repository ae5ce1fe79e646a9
mod common;
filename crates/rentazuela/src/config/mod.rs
use std::env;
use std::fmt;
use std::net::{IpAddr, SocketAddr};

use crate::workflows::messaging::MessagingPolicy;
use crate::workflows::publishing::ImagePolicy;

/// Distinguishes runtime behavior for different stages of the service.
#[derive(Debug, Clone, Copy, PartialEq, Eq)]
pub enum AppEnvironment {
    Development,
    Test,
    Production,
}

impl AppEnvironment {
    fn from_str(value: &str) -> Self {
        match value.trim().to_ascii_lowercase().as_str() {
            "prod" | "production" => Self::Production,
            "test" | "ci" => Self::Test,
            _ => Self::Development,
        }
    }
}

/// Top-level configuration for the application.
#[derive(Debug, Clone)]
pub struct AppConfig {
    pub environment: AppEnvironment,
    pub server: ServerConfig,
    pub telemetry: TelemetryConfig,
    pub marketplace: MarketplaceConfig,
}

impl AppConfig {
    pub fn load() -> Result<Self, ConfigError> {
        dotenvy::dotenv().ok();

        let environment = AppEnvironment::from_str(
            &env::var("APP_ENV").unwrap_or_else(|_| "development".to_string()),
        );

        let host = env::var("APP_HOST").unwrap_or_else(|_| "127.0.0.1".to_string());
        let port = env::var("APP_PORT")
            .unwrap_or_else(|_| "3000".to_string())
            .parse::<u16>()
            .map_err(|_| ConfigError::InvalidPort)?;

        let log_level = env::var("APP_LOG_LEVEL").unwrap_or_else(|_| "info".to_string());

        let defaults = MarketplaceConfig::default();
        let marketplace = MarketplaceConfig {
            max_message_chars: read_count(
                "MARKETPLACE_MAX_MESSAGE_CHARS",
                defaults.max_message_chars,
            )?,
            max_listing_images: read_count("MARKETPLACE_MAX_IMAGES", defaults.max_listing_images)?,
            max_image_bytes: read_limit("MARKETPLACE_MAX_IMAGE_BYTES", defaults.max_image_bytes)?,
        };

        Ok(Self {
            environment,
            server: ServerConfig { host, port },
            telemetry: TelemetryConfig { log_level },
            marketplace,
        })
    }
}

fn read_count(key: &'static str, default: usize) -> Result<usize, ConfigError> {
    let default = u64::try_from(default).map_err(|_| ConfigError::InvalidLimit { key })?;
    usize::try_from(read_limit(key, default)?).map_err(|_| ConfigError::InvalidLimit { key })
}

fn read_limit(key: &'static str, default: u64) -> Result<u64, ConfigError> {
    match env::var(key) {
        Ok(raw) => match raw.trim().parse::<u64>() {
            Ok(value) if value > 0 => Ok(value),
            _ => Err(ConfigError::InvalidLimit { key }),
        },
        Err(_) => Ok(default),
    }
}

/// Settings controlling the HTTP server binding.
#[derive(Debug, Clone)]
pub struct ServerConfig {
    pub host: String,
    pub port: u16,
}

impl ServerConfig {
    pub fn socket_addr(&self) -> Result<SocketAddr, ConfigError> {
        if self.host.eq_ignore_ascii_case("localhost") {
            return Ok(SocketAddr::new(IpAddr::from([127, 0, 0, 1]), self.port));
        }

        let ip: IpAddr = self
            .host
            .parse()
            .map_err(|source| ConfigError::InvalidHost { source })?;

        Ok(SocketAddr::new(ip, self.port))
    }
}

/// Tracing controls.
#[derive(Debug, Clone)]
pub struct TelemetryConfig {
    pub log_level: String,
}

/// Marketplace limits shared by the messaging and publication workflows.
#[derive(Debug, Clone, Copy, PartialEq, Eq)]
pub struct MarketplaceConfig {
    pub max_message_chars: usize,
    pub max_listing_images: usize,
    pub max_image_bytes: u64,
}

impl Default for MarketplaceConfig {
    fn default() -> Self {
        Self {
            max_message_chars: 5000,
            max_listing_images: 10,
            max_image_bytes: 5 * 1024 * 1024,
        }
    }
}

impl MarketplaceConfig {
    pub fn messaging_policy(&self) -> MessagingPolicy {
        MessagingPolicy {
            max_message_chars: self.max_message_chars,
        }
    }

    pub fn image_policy(&self) -> ImagePolicy {
        ImagePolicy {
            max_images: self.max_listing_images,
            max_image_bytes: self.max_image_bytes,
        }
    }
}

#[derive(Debug)]
pub enum ConfigError {
    InvalidPort,
    InvalidHost { source: std::net::AddrParseError },
    InvalidLimit { key: &'static str },
}

impl fmt::Display for ConfigError {
    fn fmt(&self, f: &mut fmt::Formatter<'_>) -> fmt::Result {
        match self {
            ConfigError::InvalidPort => write!(f, "APP_PORT must be a valid u16"),
            ConfigError::InvalidHost { .. } => {
                write!(f, "APP_HOST must parse to an IPv4 or IPv6 address")
            }
            ConfigError::InvalidLimit { key } => {
                write!(f, "{key} must be a positive integer")
            }
        }
    }
}

impl std::error::Error for ConfigError {
    fn source(&self) -> Option<&(dyn std::error::Error + 'static)> {
        match self {
            ConfigError::InvalidPort | ConfigError::InvalidLimit { .. } => None,
            ConfigError::InvalidHost { source } => Some(source),
        }
    }
}

#[cfg(test)]
mod tests {
    use super::*;
    use std::env;
    use std::sync::{Mutex, OnceLock};

    fn env_guard() -> &'static Mutex<()> {
        static GUARD: OnceLock<Mutex<()>> = OnceLock::new();
        GUARD.get_or_init(|| Mutex::new(()))
    }

    fn reset_env() {
        env::remove_var("APP_ENV");
        env::remove_var("APP_HOST");
        env::remove_var("APP_PORT");
        env::remove_var("APP_LOG_LEVEL");
        env::remove_var("MARKETPLACE_MAX_MESSAGE_CHARS");
        env::remove_var("MARKETPLACE_MAX_IMAGES");
        env::remove_var("MARKETPLACE_MAX_IMAGE_BYTES");
    }

    #[test]
    fn load_uses_defaults_when_env_missing() {
        let _lock = env_guard().lock().expect("env mutex poisoned");
        reset_env();
        let config = AppConfig::load().expect("config loads with defaults");
        assert_eq!(config.environment, AppEnvironment::Development);
        assert_eq!(config.server.host, "127.0.0.1");
        assert_eq!(config.server.port, 3000);
        assert_eq!(config.telemetry.log_level, "info");
        assert_eq!(config.marketplace, MarketplaceConfig::default());
        assert_eq!(config.marketplace.messaging_policy().max_message_chars, 5000);
    }

    #[test]
    fn accepts_localhost_host() {
        let _lock = env_guard().lock().expect("env mutex poisoned");
        reset_env();
        env::set_var("APP_HOST", "localhost");
        let config = AppConfig::load().expect("config loads");
        let addr = config.server.socket_addr().expect("localhost resolves");
        assert_eq!(addr, SocketAddr::new(IpAddr::from([127, 0, 0, 1]), 3000));
        reset_env();
    }

    #[test]
    fn marketplace_limits_are_read_from_env() {
        let _lock = env_guard().lock().expect("env mutex poisoned");
        reset_env();
        env::set_var("MARKETPLACE_MAX_MESSAGE_CHARS", "280");
        env::set_var("MARKETPLACE_MAX_IMAGES", "4");
        let config = AppConfig::load().expect("config loads");
        assert_eq!(config.marketplace.max_message_chars, 280);
        assert_eq!(config.marketplace.image_policy().max_images, 4);
        reset_env();
    }

    #[test]
    fn rejects_zero_limits() {
        let _lock = env_guard().lock().expect("env mutex poisoned");
        reset_env();
        env::set_var("MARKETPLACE_MAX_IMAGES", "0");
        match AppConfig::load() {
            Err(ConfigError::InvalidLimit { key }) => assert_eq!(key, "MARKETPLACE_MAX_IMAGES"),
            other => panic!("expected invalid limit, got {other:?}"),
        }
        reset_env();
    }

    #[test]
    fn counts_keep_values_past_u32() {
        let _lock = env_guard().lock().expect("env mutex poisoned");
        reset_env();
        env::set_var("MARKETPLACE_MAX_MESSAGE_CHARS", "4294967296");
        let loaded = AppConfig::load();
        reset_env();
        #[cfg(target_pointer_width = "64")]
        assert_eq!(
            loaded.expect("fits in usize").marketplace.max_message_chars,
            4_294_967_296
        );
        #[cfg(not(target_pointer_width = "64"))]
        assert!(matches!(
            loaded,
            Err(ConfigError::InvalidLimit {
                key: "MARKETPLACE_MAX_MESSAGE_CHARS"
            })
        ));
    }
}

::::::::::

=== Exercise details ===
Each line from the top of the material above, through the one that contains "dotenvy::dotenv().ok();", should be restated word for word.

=== Answer for this exercise ===
repository ae5ce1fe79e646a9
mod common;
filename crates/rentazuela/src/config/mod.rs
use std::env;
use std::fmt;
use std::net::{IpAddr, SocketAddr};

use crate::workflows::messaging::MessagingPolicy;
use crate::workflows::publishing::ImagePolicy;

/// Distinguishes runtime behavior for different stages of the service.
#[derive(Debug, Clone, Copy, PartialEq, Eq)]
pub enum AppEnvironment {
    Development,
    Test,
    Production,
}

impl AppEnvironment {
    fn from_str(value: &str) -> Self {
        match value.trim().to_ascii_lowercase().as_str() {
            "prod" | "production" => Self::Production,
            "test" | "ci" => Self::Test,
            _ => Self::Development,
        }
    }
}

/// Top-level configuration for the application.
#[derive(Debug, Clone)]
pub struct AppConfig {
    pub environment: AppEnvironment,
    pub server: ServerConfig,
    pub telemetry: TelemetryConfig,
    pub marketplace: MarketplaceConfig,
}

impl AppConfig {
    pub fn load() -> Result<Self, ConfigError> {
        dotenvy::dotenv().ok();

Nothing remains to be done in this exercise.